(À voir comment les lenteurs administratives nous compliquent l’existence, j’ai eu le goût de mettre mon point d’interrogation entre parenthèses dans le titre, tellement j’avais plutôt le goût de mettre un point d’exclamation ou, carrément, un “smiley” la bouche “par en bas”…)
Il semble assez évident pour quiconque est juste un peu “branché” qu’Internet est devenu un réseau de plus en plus présent dans notre société, au point où tous les acteurs principaux s’y sont mis et ont maintenant pignon sur web.
Un peu d’histoire…
Dans cette même foulée, on a eu droit, au Québec en 1996, au plan Marois, il y a donc longtemps jadis, du temps que l’actuelle chef du PQ était ministre de l’éducation. Ce plan prévoyait l’achat massif de “quincaillerie“, d’ordinateurs, mais absolument rien au départ pour les logiciels et pour la formation des enseignants… Disons que ça partait mal… Il y a bien eu quelques formations depuis, ainsi qu’un maigre budget consacré à l’époque à l’achat de logiciels se limitant très souvent à LA suite bureautique Office, vendue à fort prix, bien entendu, de même que les systèmes d’exploitations Windows dont les licences coûtaient la peau des fesses aux commissions scolaires. Une bonne occasion d’affaire pour Microsoft, mais des budgets limités pour vraiment innover dans des trucs plus pédagogiques et qui favorisent l’apprentissage moins “périphérique” que celui des menus Word…

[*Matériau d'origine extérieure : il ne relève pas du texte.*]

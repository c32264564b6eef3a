// SPDX-License-Identifier: (MIT OR Apache-2.0)
//! Conversions from phase error types to `Diagnostic`.

use tyro_ast::TermKind;
use tyro_lexer::{LexError, LexErrorKind};
use tyro_parser::{ParseError, ParseErrorKind};
use tyro_types::TypeError;

use crate::suggestions::closest_match;
use crate::{Diagnostic, ToDiagnostic};

// ============================================================================
// Lex Errors
// ============================================================================

impl ToDiagnostic for LexError {
    fn to_diagnostic(&self) -> Diagnostic {
        let (code, label) = match self.kind {
            LexErrorKind::UnexpectedChar => ("E0001", "unexpected character"),
            LexErrorKind::InvalidNumber => ("E0002", "invalid number"),
        };
        let mut diag = Diagnostic::error(&self.message)
            .with_code(code)
            .with_primary(self.span, label);

        if let Some(ref hint) = self.hint {
            diag = diag.with_help(hint.as_str());
        }

        diag
    }
}

// ============================================================================
// Parse Errors
// ============================================================================

impl ToDiagnostic for ParseError {
    fn to_diagnostic(&self) -> Diagnostic {
        let (code, label) = match self.kind {
            ParseErrorKind::UnexpectedToken => ("E0100", "here"),
            ParseErrorKind::MissingConstBody => ("E0101", "expected an expression here"),
            ParseErrorKind::UnknownType => ("E0102", "not a type"),
        };
        let mut diag = Diagnostic::error(&self.message)
            .with_code(code)
            .with_primary(self.span, label);

        if let Some(ref hint) = self.hint {
            diag = diag.with_help(hint.as_str());
        }

        diag
    }
}

// ============================================================================
// Type Errors
// ============================================================================

impl ToDiagnostic for TypeError {
    fn to_diagnostic(&self) -> Diagnostic {
        let span = self.span();
        match self {
            TypeError::UnknownVariable { name, in_scope, .. } => {
                let diag = Diagnostic::error(format!("unknown variable `{}`", name))
                    .with_code("E0200")
                    .with_primary(span, "not found in this scope");
                match closest_match(name, in_scope.iter().map(String::as_str)) {
                    Some(closest) => diag
                        .with_help(format!("did you mean `{}`?", closest))
                        .with_suggestion(span, closest),
                    None if in_scope.is_empty() => diag.with_note("no variables are in scope here"),
                    None => diag,
                }
            }

            TypeError::BooleanExpected { found, .. } => {
                Diagnostic::error(format!("condition must be boolean, found `{}`", found))
                    .with_code("E0300")
                    .with_primary(span, format!("this has type `{}`", found))
            }

            TypeError::NumberExpected { found, .. } => {
                Diagnostic::error(format!("cannot add `{}`", found))
                    .with_code("E0301")
                    .with_primary(span, format!("expected `number`, found `{}`", found))
                    .with_note("`+` is only defined on numbers")
            }

            TypeError::BranchMismatch { then_ty, else_ty, term } => {
                let mut diag = Diagnostic::error("conditional branches have different types")
                    .with_code("E0302");
                if let TermKind::If { then_branch, else_branch, .. } = &term.kind {
                    diag = diag
                        .with_secondary(then_branch.span, format!("this is `{}`", then_ty))
                        .with_secondary(else_branch.span, format!("this is `{}`", else_ty));
                }
                diag.with_primary(span, "branches must agree")
                    .with_note("both branches are checked, even the one that does not run")
            }

            TypeError::NotAFunction { found, .. } => {
                Diagnostic::error(format!("`{}` is not a function", found))
                    .with_code("E0303")
                    .with_primary(span, "called here")
            }

            TypeError::ArityMismatch { expected, found, callee, .. } => {
                let plural = if *expected == 1 { "" } else { "s" };
                Diagnostic::error(format!(
                    "function takes {} argument{} but {} {} supplied",
                    expected,
                    plural,
                    found,
                    if *found == 1 { "was" } else { "were" }
                ))
                .with_code("E0304")
                .with_primary(span, format!("expected {} argument{}", expected, plural))
                .with_note(format!("the function has type `{}`", callee))
            }

            TypeError::ParamMismatch { position, param, expected, found, .. } => {
                Diagnostic::error(format!(
                    "mismatched argument {}: expected `{}`, found `{}`",
                    position + 1,
                    expected,
                    found
                ))
                .with_code("E0305")
                .with_primary(span, format!("expected `{}`", expected))
                .with_note(format!("parameter `{}` is declared as `{}`", param, expected))
            }
        }
    }
}
// SPDX-License-Identifier: (MIT OR Apache-2.0)
//! Persistent scoped type environment.

use std::collections::HashMap;
use std::rc::Rc;

use crate::types::Type;

/// Immutable mapping from names to types.
///
/// Each extension pushes a new frame that points at its parent, so an
/// extended environment never changes the one it was built from.
#[derive(Debug, Clone, Default)]
pub struct TypeEnv {
    frame: Option<Rc<Frame>>,
}

#[derive(Debug)]
struct Frame {
    bindings: HashMap<String, Type>,
    parent: Option<Rc<Frame>>,
}

impl TypeEnv {
    pub fn new() -> Self {
        Self::default()
    }

    /// Most recently applied binding for `name`.
    pub fn lookup(&self, name: &str) -> Option<&Type> {
        let mut frame = self.frame.as_deref();
        while let Some(f) = frame {
            if let Some(ty) = f.bindings.get(name) {
                return Some(ty);
            }
            frame = f.parent.as_deref();
        }
        None
    }

    pub fn contains(&self, name: &str) -> bool {
        self.lookup(name).is_some()
    }

    /// New environment with `bindings` applied left to right on top of this one.
    /// A name repeated within `bindings` keeps its last type.
    pub fn extend(&self, bindings: impl IntoIterator<Item = (String, Type)>) -> TypeEnv {
        let mut frame_bindings = HashMap::new();
        for (name, ty) in bindings {
            frame_bindings.insert(name, ty);
        }
        if frame_bindings.is_empty() {
            return self.clone();
        }
        TypeEnv {
            frame: Some(Rc::new(Frame {
                bindings: frame_bindings,
                parent: self.frame.clone(),
            })),
        }
    }

    pub fn bind(&self, name: impl Into<String>, ty: Type) -> TypeEnv {
        self.extend([(name.into(), ty)])
    }

    /// Every visible name, innermost scope first, without duplicates.
    pub fn names(&self) -> Vec<&str> {
        let mut out: Vec<&str> = Vec::new();
        let mut frame = self.frame.as_deref();
        while let Some(f) = frame {
            let mut local: Vec<&str> = f.bindings.keys().map(String::as_str).collect();
            local.sort_unstable();
            for name in local {
                if !out.contains(&name) {
                    out.push(name);
                }
            }
            frame = f.parent.as_deref();
        }
        out
    }

    /// Number of scope frames.
    pub fn depth(&self) -> usize {
        let mut depth = 0;
        let mut frame = self.frame.as_deref();
        while let Some(f) = frame {
            depth += 1;
            frame = f.parent.as_deref();
        }
        depth
    }
}

#[cfg(test)]
mod tests {
    use super::*;

    #[test]
    fn empty_env_has_nothing() {
        let env = TypeEnv::new();
        assert!(env.lookup("x").is_none());
        assert_eq!(env.depth(), 0);
        assert!(env.names().is_empty());
    }

    #[test]
    fn extension_does_not_touch_parent() {
        let outer = TypeEnv::new().bind("x", Type::Number);
        let inner = outer.bind("y", Type::Boolean);
        assert_eq!(inner.lookup("y"), Some(&Type::Boolean));
        assert_eq!(inner.lookup("x"), Some(&Type::Number));
        assert!(outer.lookup("y").is_none());
        assert_eq!(outer.depth(), 1);
        assert_eq!(inner.depth(), 2);
    }

    #[test]
    fn inner_binding_shadows_outer() {
        let outer = TypeEnv::new().bind("x", Type::Number);
        let inner = outer.bind("x", Type::Boolean);
        assert_eq!(inner.lookup("x"), Some(&Type::Boolean));
        assert_eq!(outer.lookup("x"), Some(&Type::Number));
    }

    #[test]
    fn repeated_name_in_one_extension_is_last_wins() {
        let env = TypeEnv::new().extend([
            ("a".to_string(), Type::Number),
            ("a".to_string(), Type::Boolean),
        ]);
        assert_eq!(env.lookup("a"), Some(&Type::Boolean));
        assert_eq!(env.depth(), 1);
    }

    #[test]
    fn empty_extension_shares_scope() {
        let env = TypeEnv::new().bind("x", Type::Number);
        let same = env.extend(Vec::new());
        assert_eq!(same.depth(), 1);
        assert!(same.contains("x"));
    }

    #[test]
    fn names_innermost_first_deduplicated() {
        let env = TypeEnv::new()
            .extend([("b".to_string(), Type::Number), ("a".to_string(), Type::Number)])
            .bind("c", Type::Boolean)
            .bind("a", Type::Boolean);
        assert_eq!(env.names(), vec!["a", "c", "b"]);
    }
}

Depuis, la situation (au secondaire) s’est un tant soit peu améliorée, du côté des équipements. On a désormais droit à quelques projecteurs qu’on se partage à plusieurs enseignants, nécessitant une logistique qui tient parfois de la prouesse acrobatique ou temporelle…
Un exemple : je veux me servir d’un projecteur pour un cours. Je dois réserver ledit projecteur. Ensuite, je dois aller le chercher au secrétariat où il est entreposé en sécurité. Comme beaucoup d’enseignants moins zélés (ou dont les priorités budgétaires sont ailleurs) n’ont pas d’ordinateurs portables (payés à même leur budget personnel, sans aucune déduction fiscale) et que ce sont loin d’être toutes les classes qui ont au moins un ordinateur (notre école dispose de laboratoires de 33 postes, qu’on doit aussi réserver et utiliser toute la classe en même temps…), on a placé un ordinateur portable avec chaque projecteur, ce qui fait une boîte passablement lourde, qu’on doit trimbaler dans les escaliers, etc.* Par la suite, si mon autre cours est dans une autre section (pavillon) de l’école, je dois aller reporter le projecteur audit secrétariat pendant la pause de 10 minutes, puis me rendre dans l’autre pavillon pour aller chercher un autre projecteur (réservé, lui aussi, au préalable) dans un autre secrétariat sécurisé, puis me rendre dans l’autre classe avec une autre boite lourdaude… Bref, vous voyez très bien le genre de course physiquement exigeante qu’on doit se taper pour utiliser une simple technologie en classe. Fastidieux, décourageant… Faut vraiment vouloir !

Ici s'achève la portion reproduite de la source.